CONFESSIONS OF A KINDLE CONVERT

In François Truffaut’s science fiction film Fahrenheit 451, a totalitarian regime’s war on books is resisted by characters who become banned works of literature by learning them by heart. Today, in what a decade ago would have seemed a similar piece of science fiction, I can carry around with me at all times an ever-expanding library of world literature, books that are readable on a minuscule screen where I can read in comfort adjusting brightness and font size.

kindle

And books that are more than books as we have understood them in the past! My portable library now includes the complete works of Charles Dickens, Walter Scott, Honoré de Balzac, Victor Hugo and Emile Zola, the complete tales and poems of Edgar Allan Poe, and the complete poems and/or plays of William Wordsworth, Lord Byron, W.B. Yeats, Oscar Wilde, Charles Baudelaire and Federico García Lorca, each author in one single file and in many cases acquired for less than 2 euros apiece – prices too that seem like science fiction!  Not to mention the Bible, the complete works of Shakespeare, the Quijote, the Bhagavad Gita, the Tao Te Ching, Hans Andersen and the Brothers Grimm, the Alice books and Le Petit Prince, Portugal’s Fernando Pessoa, Hispanic women authors such as Mexico’s Rosario Castellanos and Galicia’s Rosalía de Castro, and more … some 50 items, already the equivalent of several hundred volumes of conventional books.

kindle2

The library includes books in four languages that I read, English, French, Spanish and Portuguese. For each language there is a dictionary, and I can look up unfamiliar words directly from the text, thus enriching both the reading experience and my vocabulary in whatever language, my own included!

This is, of course, all thanks to Amazon’s invention of the Kindle. Yes, it is proprietary hardware and software, and yes, there are unresolved logistic and quality issues. As a resident in Luxembourg, I was obliged by Amazon to acquire my Kindle from Germany, and I can only download books from Amazon’s French site, which, even though it has no lack of books in languages other than French, is not ideal.

Amazon’s Kindle site is not fully attuned to scholarly values: it tends not to offer full details of particular editions, and trial-and-error cancellation and replacement sometimes prove necessary for securing the right user-friendly edition of a book or author. Some books may be scanned copies with errors; others may lack a table of contents, impeding easy search; one academic book I bought at full price failed to synchronise between endnotes and note numbers, requiring complex search every time I wanted to read a note.

Still, as a recent Kindle convert I am absolutely clear that the advantages greatly outweigh the drawbacks. The contents of my Kindle account are available not only on my Kindle proper but also on my PC and mobile phone. This makes the library virtually indestructible, with everything on three devices at once. On the dedicated Kindle screen or on my smartphone, books can be read anywhere, on the bus or train or in a restaurant, and all but weightlessly.
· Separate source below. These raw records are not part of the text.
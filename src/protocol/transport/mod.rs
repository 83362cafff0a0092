//! Transport surface of the bridge: the GATT layout exposed to the peer and
//! the traits implemented by the BLE stack, the CAN driver and the platform.
pub mod gatt;
pub mod traits;
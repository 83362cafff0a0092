//! Single-slot holder of the most recent frame of a stream.
//!
//! Written from the CAN receive callback (possibly an interrupt) and read by
//! both the immediate and the periodic send paths. Every access is one short
//! critical section, so a reader always sees a whole frame.
use core::cell::Cell;

use embassy_sync::blocking_mutex::{raw::CriticalSectionRawMutex, Mutex};

use crate::core::{CanFrame, WireMessage};
use crate::infra::codec::packer::pack;

/// Last-write-wins frame slot. No history, no queue.
pub struct FrameCache {
    slot: Mutex<CriticalSectionRawMutex, Cell<Option<CanFrame>>>,
}

impl FrameCache {
    /// Empty cache: nothing is announced until the first frame arrives.
    pub const fn new() -> Self {
        Self {
            slot: Mutex::new(Cell::new(None)),
        }
    }

    /// Replace the cached frame.
    pub fn store(&self, frame: CanFrame) {
        self.slot.lock(|slot| slot.set(Some(frame)));
    }

    /// Copy of the cached frame, if any.
    pub fn latest(&self) -> Option<CanFrame> {
        self.slot.lock(|slot| slot.get())
    }

    /// Cached frame packed for the wire.
    pub fn latest_wire(&self) -> Option<WireMessage> {
        self.latest().map(|frame| pack(&frame))
    }
}

impl Default for FrameCache {
    fn default() -> Self {
        Self::new()
    }
}
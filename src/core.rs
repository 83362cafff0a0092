//! Plain data shared by every layer of the bridge: the captured CAN frame and
//! the compact wire message pushed to the BLE peer.

/// Maximum payload of a classic CAN frame.
pub const MAX_DLC: usize = 8;

/// Wire header: 4-byte little-endian identifier followed by the dlc byte.
pub const WIRE_HEADER_LEN: usize = 5;

/// Longest wire message (header + eight data bytes).
pub const MAX_WIRE_LEN: usize = WIRE_HEADER_LEN + MAX_DLC;

/// One frame captured on the bus.
///
/// `dlc` is kept exactly as reported by the driver. Consumers clamp it to
/// [`MAX_DLC`] before touching `data`.
#[derive(Debug, Clone, Copy, PartialEq, Eq, Default)]
#[cfg_attr(feature = "defmt", derive(defmt::Format))]
pub struct CanFrame {
    /// Arbitration identifier (11 or 29 significant bits).
    pub id: u32,
    /// Data Length Code as reported upstream.
    pub dlc: u8,
    /// Payload buffer. Bytes past `dlc` are meaningless.
    pub data: [u8; MAX_DLC],
}

impl CanFrame {
    /// Build a frame from an identifier and a payload, keeping at most eight bytes.
    pub fn new(id: u32, payload: &[u8]) -> Self {
        let len = payload.len().min(MAX_DLC);
        let mut data = [0u8; MAX_DLC];
        data[..len].copy_from_slice(&payload[..len]);
        Self {
            id,
            dlc: len as u8,
            data,
        }
    }

    /// Adapt a frame handed over by an `embedded-can` driver.
    ///
    /// Standard and extended identifiers are both kept as their raw numeric value.
    pub fn from_frame<F: embedded_can::Frame>(frame: &F) -> Self {
        let id = match frame.id() {
            embedded_can::Id::Standard(id) => id.as_raw() as u32,
            embedded_can::Id::Extended(id) => id.as_raw(),
        };
        let mut can_frame = Self::new(id, frame.data());
        // Remote frames carry a dlc without data.
        if frame.is_remote_frame() {
            can_frame.dlc = frame.dlc().min(MAX_DLC) as u8;
        }
        can_frame
    }

    /// Number of valid payload bytes once the dlc is clamped.
    #[inline]
    pub fn len(&self) -> usize {
        (self.dlc as usize).min(MAX_DLC)
    }

    /// Checks whether the frame carries no payload.
    #[inline]
    pub fn is_empty(&self) -> bool {
        self.len() == 0
    }

    /// Valid payload bytes.
    #[inline]
    pub fn payload(&self) -> &[u8] {
        &self.data[..self.len()]
    }
}

/// Packed representation of a [`CanFrame`] as sent over the notify characteristic.
///
/// ```text
/// offset 0  size 4    CAN identifier, little-endian
/// offset 4  size 1    dlc (0-8)
/// offset 5  size dlc  data bytes
/// ```
#[derive(Debug, Clone, Copy, PartialEq, Eq)]
#[cfg_attr(feature = "defmt", derive(defmt::Format))]
pub struct WireMessage {
    pub(crate) len: usize,
    pub(crate) bytes: [u8; MAX_WIRE_LEN],
}

impl WireMessage {
    /// Number of valid bytes, always `5 + dlc`.
    #[inline]
    pub fn len(&self) -> usize {
        self.len
    }

    /// A wire message always carries its header.
    #[inline]
    pub fn is_empty(&self) -> bool {
        false
    }

    /// Immutable view over the populated bytes.
    #[inline]
    pub fn as_slice(&self) -> &[u8] {
        &self.bytes[..self.len]
    }
}

impl AsRef<[u8]> for WireMessage {
    fn as_ref(&self) -> &[u8] {
        self.as_slice()
    }
}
I am sure I am reading more now that I have a Kindle: technology and reading need not be enemies. The uses and advantages are manifold. I have just got Yeats’ poem ‘The Second Coming’ perfectly by heart with help from the Kindle, and see how useful it is for reinforcing learning tasks. The classic Kindle is not Web-enabled, other than for Amazon’s own site and a slimmed-down version of Wikipedia. For children, this means parents can trust them with the device, and its ‘modern’ feel should help turn them on to reading books. And, to return to where I began and the totalitarianism evoked in Fahrenheit 451, at a time when priceless libraries are being destroyed in the Middle East,  the sheer portability and compactness of the Kindle promise to make it a weapon, if necessary, for the preservation of literature against future enemies of thought. The screen is mightier than the sword!